» **Action item**
Nothing past the line containing "pub const ENV_RENEW_WINDOW: &str" belongs in the output. Copy exactly every line of the data below from the first up to and including it.

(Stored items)
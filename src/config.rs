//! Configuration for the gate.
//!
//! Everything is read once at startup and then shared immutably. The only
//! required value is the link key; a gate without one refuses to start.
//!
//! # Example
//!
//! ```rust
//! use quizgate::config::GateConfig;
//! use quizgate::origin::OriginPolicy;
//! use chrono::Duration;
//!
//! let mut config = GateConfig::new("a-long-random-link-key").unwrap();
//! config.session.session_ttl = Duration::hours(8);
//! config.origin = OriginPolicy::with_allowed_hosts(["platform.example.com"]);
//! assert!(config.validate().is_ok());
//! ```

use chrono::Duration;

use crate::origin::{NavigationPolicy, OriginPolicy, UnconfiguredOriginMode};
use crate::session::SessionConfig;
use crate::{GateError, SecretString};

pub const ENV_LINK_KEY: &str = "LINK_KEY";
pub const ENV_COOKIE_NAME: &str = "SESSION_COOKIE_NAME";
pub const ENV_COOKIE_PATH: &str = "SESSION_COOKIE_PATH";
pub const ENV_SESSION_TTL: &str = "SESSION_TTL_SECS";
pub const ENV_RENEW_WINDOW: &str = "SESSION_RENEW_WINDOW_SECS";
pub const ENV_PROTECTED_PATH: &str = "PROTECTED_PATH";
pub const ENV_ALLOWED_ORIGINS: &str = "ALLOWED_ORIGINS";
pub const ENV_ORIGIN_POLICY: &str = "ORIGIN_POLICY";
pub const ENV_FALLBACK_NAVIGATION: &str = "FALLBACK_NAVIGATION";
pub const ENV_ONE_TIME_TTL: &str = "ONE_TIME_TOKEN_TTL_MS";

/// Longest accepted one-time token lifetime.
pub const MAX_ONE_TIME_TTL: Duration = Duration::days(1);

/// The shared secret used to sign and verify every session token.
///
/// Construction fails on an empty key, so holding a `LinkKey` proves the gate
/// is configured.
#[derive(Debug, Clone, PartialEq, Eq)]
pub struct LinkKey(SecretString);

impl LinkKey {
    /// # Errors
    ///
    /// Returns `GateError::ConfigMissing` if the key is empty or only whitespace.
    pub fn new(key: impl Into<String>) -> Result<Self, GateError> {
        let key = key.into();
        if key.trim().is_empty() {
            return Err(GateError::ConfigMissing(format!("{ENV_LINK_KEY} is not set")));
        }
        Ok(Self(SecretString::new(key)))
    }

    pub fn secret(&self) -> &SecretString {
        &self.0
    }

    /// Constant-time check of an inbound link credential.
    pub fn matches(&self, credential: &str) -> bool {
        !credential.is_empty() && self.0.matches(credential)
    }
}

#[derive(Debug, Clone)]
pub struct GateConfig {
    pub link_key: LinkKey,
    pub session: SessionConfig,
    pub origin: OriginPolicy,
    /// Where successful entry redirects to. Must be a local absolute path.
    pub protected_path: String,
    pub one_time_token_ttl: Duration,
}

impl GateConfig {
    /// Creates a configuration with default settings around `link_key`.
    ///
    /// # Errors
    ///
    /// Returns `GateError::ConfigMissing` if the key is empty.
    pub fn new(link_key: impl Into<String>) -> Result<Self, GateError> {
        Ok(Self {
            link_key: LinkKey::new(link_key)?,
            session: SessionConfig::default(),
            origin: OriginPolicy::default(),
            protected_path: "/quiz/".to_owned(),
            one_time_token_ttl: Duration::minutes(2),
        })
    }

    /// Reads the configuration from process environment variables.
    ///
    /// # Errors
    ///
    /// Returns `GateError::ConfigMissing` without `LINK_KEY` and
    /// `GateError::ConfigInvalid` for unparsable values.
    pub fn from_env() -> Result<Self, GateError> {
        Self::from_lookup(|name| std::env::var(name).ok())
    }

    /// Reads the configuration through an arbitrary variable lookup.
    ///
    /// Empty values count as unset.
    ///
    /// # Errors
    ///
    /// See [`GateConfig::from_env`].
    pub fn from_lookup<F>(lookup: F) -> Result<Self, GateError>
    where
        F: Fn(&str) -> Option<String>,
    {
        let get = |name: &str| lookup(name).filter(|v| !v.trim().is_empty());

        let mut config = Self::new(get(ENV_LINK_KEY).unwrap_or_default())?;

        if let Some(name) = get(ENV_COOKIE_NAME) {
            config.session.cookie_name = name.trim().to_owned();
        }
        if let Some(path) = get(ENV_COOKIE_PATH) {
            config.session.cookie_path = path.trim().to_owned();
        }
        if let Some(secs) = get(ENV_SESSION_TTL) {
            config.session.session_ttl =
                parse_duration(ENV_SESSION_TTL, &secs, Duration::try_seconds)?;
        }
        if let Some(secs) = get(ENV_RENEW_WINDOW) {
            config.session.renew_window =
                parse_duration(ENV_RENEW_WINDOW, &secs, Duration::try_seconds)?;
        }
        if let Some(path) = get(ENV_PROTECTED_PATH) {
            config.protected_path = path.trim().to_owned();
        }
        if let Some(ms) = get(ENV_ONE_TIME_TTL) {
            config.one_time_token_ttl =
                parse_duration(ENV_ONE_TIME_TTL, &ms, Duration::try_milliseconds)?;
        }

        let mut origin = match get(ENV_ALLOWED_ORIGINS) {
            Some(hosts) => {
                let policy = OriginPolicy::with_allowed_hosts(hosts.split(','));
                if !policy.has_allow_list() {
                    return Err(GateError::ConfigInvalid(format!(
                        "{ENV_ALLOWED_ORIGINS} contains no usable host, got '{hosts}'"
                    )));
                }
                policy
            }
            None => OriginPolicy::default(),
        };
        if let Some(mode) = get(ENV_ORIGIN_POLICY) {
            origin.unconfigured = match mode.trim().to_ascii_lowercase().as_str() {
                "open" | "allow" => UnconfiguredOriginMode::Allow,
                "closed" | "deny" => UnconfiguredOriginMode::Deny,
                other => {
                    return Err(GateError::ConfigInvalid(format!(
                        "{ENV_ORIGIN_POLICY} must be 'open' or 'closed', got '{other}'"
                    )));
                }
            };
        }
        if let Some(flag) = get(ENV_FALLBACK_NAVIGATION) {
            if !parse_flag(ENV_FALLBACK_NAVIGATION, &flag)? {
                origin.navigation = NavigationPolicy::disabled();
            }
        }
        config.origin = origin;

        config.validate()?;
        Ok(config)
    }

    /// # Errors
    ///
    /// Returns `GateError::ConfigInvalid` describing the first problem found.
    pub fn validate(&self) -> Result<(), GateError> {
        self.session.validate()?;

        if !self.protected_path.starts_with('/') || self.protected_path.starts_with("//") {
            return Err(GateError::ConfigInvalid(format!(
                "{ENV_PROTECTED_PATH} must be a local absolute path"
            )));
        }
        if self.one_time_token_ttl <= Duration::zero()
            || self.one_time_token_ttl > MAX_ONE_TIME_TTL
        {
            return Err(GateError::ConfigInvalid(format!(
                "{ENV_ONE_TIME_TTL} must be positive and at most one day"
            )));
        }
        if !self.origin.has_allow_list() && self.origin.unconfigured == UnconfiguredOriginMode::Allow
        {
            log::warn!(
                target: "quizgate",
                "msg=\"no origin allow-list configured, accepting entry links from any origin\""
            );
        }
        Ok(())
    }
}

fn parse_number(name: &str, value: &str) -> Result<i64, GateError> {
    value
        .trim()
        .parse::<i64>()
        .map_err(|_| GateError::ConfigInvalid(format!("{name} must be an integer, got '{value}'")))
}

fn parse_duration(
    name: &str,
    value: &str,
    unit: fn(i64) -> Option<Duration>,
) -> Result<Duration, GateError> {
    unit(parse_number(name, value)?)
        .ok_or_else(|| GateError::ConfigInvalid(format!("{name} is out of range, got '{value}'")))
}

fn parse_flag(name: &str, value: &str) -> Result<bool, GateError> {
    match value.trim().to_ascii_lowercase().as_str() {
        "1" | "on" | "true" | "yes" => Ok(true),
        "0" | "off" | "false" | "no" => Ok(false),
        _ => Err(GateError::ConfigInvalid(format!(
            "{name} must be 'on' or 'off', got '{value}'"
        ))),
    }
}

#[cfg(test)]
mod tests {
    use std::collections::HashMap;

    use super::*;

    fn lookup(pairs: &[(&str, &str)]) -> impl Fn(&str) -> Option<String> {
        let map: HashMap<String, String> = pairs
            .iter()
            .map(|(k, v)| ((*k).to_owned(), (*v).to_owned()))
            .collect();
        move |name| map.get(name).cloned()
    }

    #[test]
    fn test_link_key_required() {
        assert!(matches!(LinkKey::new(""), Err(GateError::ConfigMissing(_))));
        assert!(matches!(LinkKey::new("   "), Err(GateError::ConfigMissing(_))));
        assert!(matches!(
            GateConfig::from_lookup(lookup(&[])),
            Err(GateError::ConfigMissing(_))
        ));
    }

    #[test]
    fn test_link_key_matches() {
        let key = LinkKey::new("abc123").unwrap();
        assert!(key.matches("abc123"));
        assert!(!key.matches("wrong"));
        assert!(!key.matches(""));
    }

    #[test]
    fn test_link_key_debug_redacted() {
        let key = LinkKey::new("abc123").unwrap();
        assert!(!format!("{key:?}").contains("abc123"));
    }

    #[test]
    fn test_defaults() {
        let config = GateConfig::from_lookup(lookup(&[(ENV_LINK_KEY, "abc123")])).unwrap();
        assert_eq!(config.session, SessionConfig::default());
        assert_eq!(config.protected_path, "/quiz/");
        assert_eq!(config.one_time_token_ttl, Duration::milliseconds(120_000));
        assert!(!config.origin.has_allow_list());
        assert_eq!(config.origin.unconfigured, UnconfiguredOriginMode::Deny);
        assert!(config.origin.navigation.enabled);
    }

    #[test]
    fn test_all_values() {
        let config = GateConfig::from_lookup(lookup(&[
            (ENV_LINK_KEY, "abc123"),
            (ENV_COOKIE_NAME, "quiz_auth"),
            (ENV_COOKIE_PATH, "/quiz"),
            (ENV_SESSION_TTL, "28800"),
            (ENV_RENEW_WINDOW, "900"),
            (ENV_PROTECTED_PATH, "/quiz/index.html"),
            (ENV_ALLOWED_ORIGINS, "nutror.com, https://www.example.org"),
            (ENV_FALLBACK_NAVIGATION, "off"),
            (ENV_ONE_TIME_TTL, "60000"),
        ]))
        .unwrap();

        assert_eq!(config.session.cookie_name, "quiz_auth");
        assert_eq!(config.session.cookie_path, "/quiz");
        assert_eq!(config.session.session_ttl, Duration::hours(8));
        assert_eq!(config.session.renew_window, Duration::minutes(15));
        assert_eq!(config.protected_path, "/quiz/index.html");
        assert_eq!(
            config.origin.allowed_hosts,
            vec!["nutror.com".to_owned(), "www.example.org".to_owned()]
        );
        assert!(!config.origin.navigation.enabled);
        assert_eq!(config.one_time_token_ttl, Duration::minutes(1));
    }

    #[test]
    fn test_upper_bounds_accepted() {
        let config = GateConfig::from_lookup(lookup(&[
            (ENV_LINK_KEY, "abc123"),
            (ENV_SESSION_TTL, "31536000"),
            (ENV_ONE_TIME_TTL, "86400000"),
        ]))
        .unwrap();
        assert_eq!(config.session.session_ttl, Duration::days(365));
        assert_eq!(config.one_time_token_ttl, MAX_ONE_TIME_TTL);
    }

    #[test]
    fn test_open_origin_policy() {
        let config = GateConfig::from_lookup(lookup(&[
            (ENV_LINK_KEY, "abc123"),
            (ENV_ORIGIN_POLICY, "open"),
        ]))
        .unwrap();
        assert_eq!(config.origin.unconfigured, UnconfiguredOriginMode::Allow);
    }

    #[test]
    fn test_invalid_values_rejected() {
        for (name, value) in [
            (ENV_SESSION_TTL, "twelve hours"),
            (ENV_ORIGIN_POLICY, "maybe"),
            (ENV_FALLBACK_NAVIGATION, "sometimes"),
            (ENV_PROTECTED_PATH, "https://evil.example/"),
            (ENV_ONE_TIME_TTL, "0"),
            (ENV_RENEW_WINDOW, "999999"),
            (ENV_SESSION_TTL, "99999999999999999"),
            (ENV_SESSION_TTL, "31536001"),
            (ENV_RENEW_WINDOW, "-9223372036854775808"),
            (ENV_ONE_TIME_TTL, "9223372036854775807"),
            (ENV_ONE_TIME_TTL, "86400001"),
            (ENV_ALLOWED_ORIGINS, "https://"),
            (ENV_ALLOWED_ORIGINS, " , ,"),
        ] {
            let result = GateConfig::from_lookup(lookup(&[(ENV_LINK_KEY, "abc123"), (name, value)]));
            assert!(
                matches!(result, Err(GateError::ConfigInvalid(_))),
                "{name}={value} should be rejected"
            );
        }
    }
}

» **Solved problem**
filename src/config.rs
//! Configuration for the gate.
//!
//! Everything is read once at startup and then shared immutably. The only
//! required value is the link key; a gate without one refuses to start.
//!
//! # Example
//!
//! ```rust
//! use quizgate::config::GateConfig;
//! use quizgate::origin::OriginPolicy;
//! use chrono::Duration;
//!
//! let mut config = GateConfig::new("a-long-random-link-key").unwrap();
//! config.session.session_ttl = Duration::hours(8);
//! config.origin = OriginPolicy::with_allowed_hosts(["platform.example.com"]);
//! assert!(config.validate().is_ok());
//! ```

use chrono::Duration;

use crate::origin::{NavigationPolicy, OriginPolicy, UnconfiguredOriginMode};
use crate::session::SessionConfig;
use crate::{GateError, SecretString};

pub const ENV_LINK_KEY: &str = "LINK_KEY";
pub const ENV_COOKIE_NAME: &str = "SESSION_COOKIE_NAME";
pub const ENV_COOKIE_PATH: &str = "SESSION_COOKIE_PATH";
pub const ENV_SESSION_TTL: &str = "SESSION_TTL_SECS";
pub const ENV_RENEW_WINDOW: &str = "SESSION_RENEW_WINDOW_SECS";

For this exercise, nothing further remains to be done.